Suposta filha de Pelé pode ser incluída na divisão da herança por testemunho deixado pelo jogador

O rei Pelé, que morreu no final de 2022, deixou um testemunho indicando que 30% do patrimônio do ex-jogador será destinado à viúva, Márcia Aoki, com quem foi casado desde 2016.

A declaração ressalta também que há a chance de Pelé ter mais uma filha, que pode ser incluída na divisão da herança caso a paternidade com o ex-jogador de futebol seja comprovada por meio de um exame de DNA. Em Itaquera (SP), Maria do Socorro Azevedo tenta, com apoio da Defensoria Pública, comprovar paternidade com Pelé.

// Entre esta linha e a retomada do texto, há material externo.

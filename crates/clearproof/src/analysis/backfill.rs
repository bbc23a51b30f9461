use std::sync::Arc;
use std::time::Duration;

use chrono::{DateTime, Utc};
use log::{error, info};
use tokio::task::JoinHandle;
use tokio_util::sync::CancellationToken;

use super::queue::AnalysisQueue;
use crate::db::{DatabaseError, SubmissionRepository};

/// One-shot startup scan that re-enqueues submissions with missing, failed
/// or stale analysis.
pub struct BackfillScanner {
    queue: Arc<AnalysisQueue>,
    submissions: Arc<dyn SubmissionRepository>,
    delay: Duration,
    stale_after: Duration,
}

impl BackfillScanner {
    pub fn new(
        queue: Arc<AnalysisQueue>,
        submissions: Arc<dyn SubmissionRepository>,
        delay: Duration,
        stale_after: Duration,
    ) -> Self {
        Self {
            queue,
            submissions,
            delay,
            stale_after,
        }
    }

    /// Pending rows last touched before this instant count as stale.
    pub fn stale_cutoff(&self, now: DateTime<Utc>) -> DateTime<Utc> {
        let stale_after = chrono::Duration::from_std(self.stale_after)
            .unwrap_or_else(|_| chrono::Duration::zero());
        now - stale_after
    }

    /// Enqueues every candidate once. Returns how many were enqueued.
    pub async fn scan_once(&self, now: DateTime<Utc>) -> Result<usize, DatabaseError> {
        let candidates = self
            .submissions
            .find_backfill_candidates(self.stale_cutoff(now))
            .await?;

        for id in &candidates {
            self.queue.enqueue(id.as_str());
        }
        Ok(candidates.len())
    }

    /// Waits for the startup delay, scans once, and returns.
    pub async fn run(&self, cancel: CancellationToken) {
        tokio::select! {
            biased;
            _ = cancel.cancelled() => {
                info!("Backfill cancelled before it started");
                return;
            }
            _ = tokio::time::sleep(self.delay) => {}
        }

        match self.scan_once(Utc::now()).await {
            Ok(0) => info!("Backfill found nothing to re-analyze"),
            Ok(count) => info!("Backfill enqueued {} submissions", count),
            Err(e) => error!("Backfill scan failed: {}", e),
        }
    }

    pub fn spawn(self: Arc<Self>, cancel: CancellationToken) -> JoinHandle<()> {
        tokio::spawn(async move { self.run(cancel).await })
    }
}

#[cfg(test)]
mod tests {
    use super::*;
    use crate::db::submission_repo::{self, NewMediaFile, NewSubmission};
    use crate::db::{feature_repo, Database};
    use crate::model::{AnalysisStatus, FeatureUpdate};

    fn seed(db: &Database, id: &str, stored_path: &str) {
        submission_repo::insert(
            db,
            &NewSubmission {
                id: id.to_string(),
                client_id: "acme".to_string(),
                owner_user_id: "user-1".to_string(),
                message: None,
                created_at: Utc::now(),
                media: vec![NewMediaFile {
                    id: format!("{}-m1", id),
                    stored_path: stored_path.to_string(),
                    content_type: None,
                    caption: None,
                }],
            },
        )
        .unwrap();
    }

    fn store(db: &Database, id: &str, status: AnalysisStatus, at: DateTime<Utc>) {
        feature_repo::upsert(
            db,
            &FeatureUpdate {
                submission_id: id.to_string(),
                ocr_text: None,
                theme_tags_json: None,
                analysis_status: status,
                failure_reason: None,
                analyzed_at: at,
                extracted_at: None,
            },
        )
        .unwrap();
    }

    fn scanner(db: &Database, queue: Arc<AnalysisQueue>, delay: Duration) -> BackfillScanner {
        BackfillScanner::new(queue, Arc::new(db.clone()), delay, Duration::from_secs(300))
    }

    #[tokio::test]
    async fn test_scan_selects_missing_failed_and_stale() {
        let db = Database::open_in_memory().unwrap();
        let now = Utc::now();
        seed(&db, "missing", "a.png");
        seed(&db, "failed", "b.png");
        seed(&db, "stale", "c.png");
        seed(&db, "fresh", "d.png");
        seed(&db, "done", "e.png");
        seed(&db, "video", "f.mp4");
        store(&db, "failed", AnalysisStatus::Failed, now);
        store(&db, "stale", AnalysisStatus::Pending, now - chrono::Duration::minutes(10));
        store(&db, "fresh", AnalysisStatus::Pending, now - chrono::Duration::minutes(1));
        store(&db, "done", AnalysisStatus::Completed, now - chrono::Duration::days(3));

        let queue = Arc::new(AnalysisQueue::new(100));
        let count = scanner(&db, Arc::clone(&queue), Duration::ZERO)
            .scan_once(now)
            .await
            .unwrap();
        assert_eq!(count, 3);

        let cancel = CancellationToken::new();
        let mut ids = Vec::new();
        while !queue.is_empty() {
            ids.extend(queue.next(&cancel).await);
        }
        ids.sort();
        assert_eq!(ids, vec!["failed", "missing", "stale"]);
    }

    #[tokio::test]
    async fn test_run_honours_cancel_during_delay() {
        let db = Database::open_in_memory().unwrap();
        seed(&db, "missing", "a.png");

        let queue = Arc::new(AnalysisQueue::new(100));
        let cancel = CancellationToken::new();
        let handle = Arc::new(scanner(&db, Arc::clone(&queue), Duration::from_secs(3600)))
            .spawn(cancel.clone());

        cancel.cancel();
        tokio::time::timeout(Duration::from_secs(2), handle)
            .await
            .unwrap()
            .unwrap();
        assert!(queue.is_empty());
    }

    #[tokio::test]
    async fn test_run_scans_once_after_delay() {
        let db = Database::open_in_memory().unwrap();
        seed(&db, "missing", "a.png");

        let queue = Arc::new(AnalysisQueue::new(100));
        let handle = Arc::new(scanner(&db, Arc::clone(&queue), Duration::from_millis(10)))
            .spawn(CancellationToken::new());

        tokio::time::timeout(Duration::from_secs(2), handle)
            .await
            .unwrap()
            .unwrap();
        assert_eq!(queue.len(), 1);
    }
}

Um teste de DNA foi solicitado e dirá se o material coletado é compatível. O caso segue em segredo de justiça. Sandra, uma das filhas de Pelé, conseguiu confirmar o parentesco com o pai após uma longa luta na justiça. Os herdeiros de Pelé foram sujeitos ao exame de DNA para confirmar, ou não, a ligação de paternidade com o jogador.

Caso viessem a recusar o teste, a realização do inventário se estenderia por mais tempo. Os herdeiros testamentários tiveram acesso ao documento apresentado pelo juiz. Eles estão aguardando o término do levantamento dos bens deixados por Pelé para que o valor final seja confirmado e distribuído. 

Márcia deseja ser a inventariante dos bens – pessoa responsável por listar toda a herança e seus beneficiários. Junta dos filhos do ex-jogador, eles analisam o melhor acordo para essa situação. O ex-goleiro e atual técnico Edinho, filho de Pelé, entrou com pedido na justiça para ser o inventariante da repartição da herança, o que foi inicialmente negado.

A juíza Suzana Pereira da Silva, da 2ª Vara de Família e Sucessões de Santos entendeu que a viúva Márcia Aoki fica responsável por administrar e distribuir os bens.